Pandit et al. studied CS-coated PLGA NPs for bevacizumab delivery [
315]. Drug-loaded NPs were prepared by double emulsion solvent evaporation, experimental parameters were optimized by response surface methodology, and well-defined, spherical core–shell particles were obtained. CS coating contributed to a reduced initial burst release, a slower release compared to uncoated NPs, and a higher permeation. Khan et al. reported CS-coated PLGA NPs for the delivery of forskolin in glaucoma treatment [
316]. CS-coated NPs were prepared in a single step by emulsion sonication. The experimental parameters were optimized using the Box–Behnken design. Increasing the CS concentration resulted in an increase in NPs’ size, a rise in PDI, and a decrease in drug loading, but an increase in entrapment efficiency. The optimized NPs were approximately 200 nm and had a positive ζ-potential. A slow release of forskolin was observed with no burst release. According to the authors, CS coating functioned as a physical barrier, restricting drug release.

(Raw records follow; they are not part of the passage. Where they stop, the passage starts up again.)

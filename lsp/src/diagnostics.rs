//! Diagnostics store: the latest diagnostic set per document URI.
//!
//! One writer (the listener) and any number of readers share the store
//! through cheap clones of the same handle. Each publish replaces the whole
//! entry under the write lock, so a reader sees either the old set or the new
//! one, never a mix.

use std::collections::HashMap;
use std::sync::{Arc, PoisonError, RwLock};

use crate::types::{Diagnostic, DiagnosticsSnapshot};

#[derive(Clone, Default)]
pub(crate) struct DiagnosticsStore {
    data: Arc<RwLock<HashMap<String, Vec<Diagnostic>>>>,
}

impl DiagnosticsStore {
    pub fn new() -> Self {
        Self::default()
    }

    /// Replace the stored set for `uri`. An empty set clears the entry.
    pub fn update(&self, uri: String, items: Vec<Diagnostic>) {
        let mut data = self.data.write().unwrap_or_else(PoisonError::into_inner);
        if items.is_empty() {
            data.remove(&uri);
        } else {
            data.insert(uri, items);
        }
    }

    /// The last published set for `uri`, or empty if none was ever published.
    pub fn get(&self, uri: &str) -> Vec<Diagnostic> {
        self.data
            .read()
            .unwrap_or_else(PoisonError::into_inner)
            .get(uri)
            .cloned()
            .unwrap_or_default()
    }

    pub fn snapshot(&self) -> DiagnosticsSnapshot {
        let mut files: Vec<(String, Vec<Diagnostic>)> = self
            .data
            .read()
            .unwrap_or_else(PoisonError::into_inner)
            .iter()
            .map(|(uri, items)| (uri.clone(), items.clone()))
            .collect();

        // Sort: documents with errors first, then by URI
        files.sort_by(|a, b| {
            let a_has_errors = a.1.iter().any(|d| d.severity().is_some_and(|s| s.is_error()));
            let b_has_errors = b.1.iter().any(|d| d.severity().is_some_and(|s| s.is_error()));
            b_has_errors.cmp(&a_has_errors).then_with(|| a.0.cmp(&b.0))
        });

        DiagnosticsSnapshot::new(files)
    }
}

It is suggested that drug release was a result of CS swelling/erosion, followed by PLGA erosion and drug diffusion. Due to CS coating, the NPs were found to penetrate deeper in the cornea. Overall, CS-coated forskolin-loaded PLGA NPs showed a sustained IOP decrease for 24 h. Dyawanapelly et al. investigated the potential of CS oligosaccharide in the mucosal delivery of drug-loaded PLGA NPs [
317]. In contrast to CS coating, CS oligosaccharide coating did not affect significantly drug release. Both coatings resulted in improved mucoadhesion and higher cellular uptake. Mahaling et al. studied the influence of different coatings on the bioavailability and distribution of NPs in the ocular region [
318,
319]. Initially, CS, gelatin, or pluronic F68 coatings of poly(ε-caprolactone) (PCL) NPs were studied, and the scope was then further extended to PLA and PLGA NPs. The NPs coated with F68 exhibited the highest hydrophilicity and mucoadhesivity. For PCL NPs, F68 was the best coating, but for PLGA NPs, CS-coated NPs demonstrated a higher bioavailability in conjunctiva, sclera, choroid, and retina. Nasr and Khoee reported the formation of a crosslinked CS shell, coating poly(butylene adipate) (PBA) micelles for the improved ocular delivery of loteprednol etabonate [
320]. PBA was modified in order to prepare a dendrimerized structure with hydrophilic amine-functionalized chain ends that could form micelles. The amine-functionalized micelles were further reacted with
N-succinyl modified CS,
2 in
Scheme 1, in the presence of EDC and
N-hydroxysuccinimide. CS was grafted to the micelles via the reaction of the amine groups of the micelles with the carboxylic acid groups of modified CS. Additionally, a crosslinking reaction among amine and carboxylic groups within CS chains took also place. Core–shell spherical NPs were obtained with sizes from 40 to 82 nm depending on the molecular weight of PBA. Commercial eye drops released their drug content within 10 h. In contrast, loteprednol etabonate release from the crosslinked core–shell NPs was extended over 50 h.